(EXCERPTED DATA Opens)
use std::sync::Arc;
use std::time::Duration;

use tracing::{debug, warn};

use super::repo::StoreProbe;

#[derive(Debug, Clone, Copy, PartialEq, Eq)]
pub enum HealthState {
    Ok,
    Degraded,
}

impl HealthState {
    #[must_use]
    pub fn as_str(self) -> &'static str {
        match self {
            HealthState::Ok => "ok",
            HealthState::Degraded => "degraded",
        }
    }
}

#[derive(Debug, Clone, Copy, PartialEq, Eq)]
pub enum DbState {
    Up,
    Down,
}

impl DbState {
    #[must_use]
    pub fn as_str(self) -> &'static str {
        match self {
            DbState::Up => "up",
            DbState::Down => "down",
        }
    }
}

#[derive(Debug, Clone, Copy, PartialEq, Eq)]
pub struct HealthStatus {
    pub status: HealthState,
    pub db: DbState,
}

impl HealthStatus {
    #[must_use]
    pub fn up() -> Self {
        Self {
            status: HealthState::Ok,
            db: DbState::Up,
        }
    }

    #[must_use]
    pub fn down() -> Self {
        Self {
            status: HealthState::Degraded,
            db: DbState::Down,
        }
    }

    #[must_use]
    pub fn is_healthy(&self) -> bool {
        self.status == HealthState::Ok
    }
}

/// Liveness check against the store. Always yields a status, never an error.
#[derive(Clone)]
pub struct HealthService {
    probe: Arc<dyn StoreProbe>,
    timeout: Duration,
}

impl HealthService {
    #[must_use]
    pub fn new(probe: Arc<dyn StoreProbe>, timeout: Duration) -> Self {
        Self { probe, timeout }
    }

    pub async fn check(&self) -> HealthStatus {
        match tokio::time::timeout(self.timeout, self.probe.ping()).await {
            Ok(Ok(())) => {
                debug!("Store health probe succeeded");
                HealthStatus::up()
            }
            Ok(Err(e)) => {
                warn!(error = ?e, "Store health probe failed");
                HealthStatus::down()
            }
            Err(_) => {
                warn!(
                    timeout_ms = u64::try_from(self.timeout.as_millis()).unwrap_or(u64::MAX),
                    "Store health probe timed out"
                );
                HealthStatus::down()
            }
        }
    }
}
(EXCERPTED DATA Closes)
ACTION ITEM — Word for word, copy out the entries.

YOUR RESPONSE —
use std::sync::Arc;
use std::time::Duration;

use tracing::{debug, warn};

use super::repo::StoreProbe;

#[derive(Debug, Clone, Copy, PartialEq, Eq)]
pub enum HealthState {
    Ok,
    Degraded,
}

impl HealthState {
    #[must_use]
    pub fn as_str(self) -> &'static str {
        match self {
            HealthState::Ok => "ok",
            HealthState::Degraded => "degraded",
        }
    }
}

#[derive(Debug, Clone, Copy, PartialEq, Eq)]
pub enum DbState {
    Up,
    Down,
}

impl DbState {
    #[must_use]
    pub fn as_str(self) -> &'static str {
        match self {
            DbState::Up => "up",
            DbState::Down => "down",
        }
    }
}

#[derive(Debug, Clone, Copy, PartialEq, Eq)]
pub struct HealthStatus {
    pub status: HealthState,
    pub db: DbState,
}

impl HealthStatus {
    #[must_use]
    pub fn up() -> Self {
        Self {
            status: HealthState::Ok,
            db: DbState::Up,
        }
    }

    #[must_use]
    pub fn down() -> Self {
        Self {
            status: HealthState::Degraded,
            db: DbState::Down,
        }
    }

    #[must_use]
    pub fn is_healthy(&self) -> bool {
        self.status == HealthState::Ok
    }
}

/// Liveness check against the store. Always yields a status, never an error.
#[derive(Clone)]
pub struct HealthService {
    probe: Arc<dyn StoreProbe>,
    timeout: Duration,
}

impl HealthService {
    #[must_use]
    pub fn new(probe: Arc<dyn StoreProbe>, timeout: Duration) -> Self {
        Self { probe, timeout }
    }

    pub async fn check(&self) -> HealthStatus {
        match tokio::time::timeout(self.timeout, self.probe.ping()).await {
            Ok(Ok(())) => {
                debug!("Store health probe succeeded");
                HealthStatus::up()
            }
            Ok(Err(e)) => {
                warn!(error = ?e, "Store health probe failed");
                HealthStatus::down()
            }
            Err(_) => {
                warn!(
                    timeout_ms = u64::try_from(self.timeout.as_millis()).unwrap_or(u64::MAX),
                    "Store health probe timed out"
                );
                HealthStatus::down()
            }
        }
    }
}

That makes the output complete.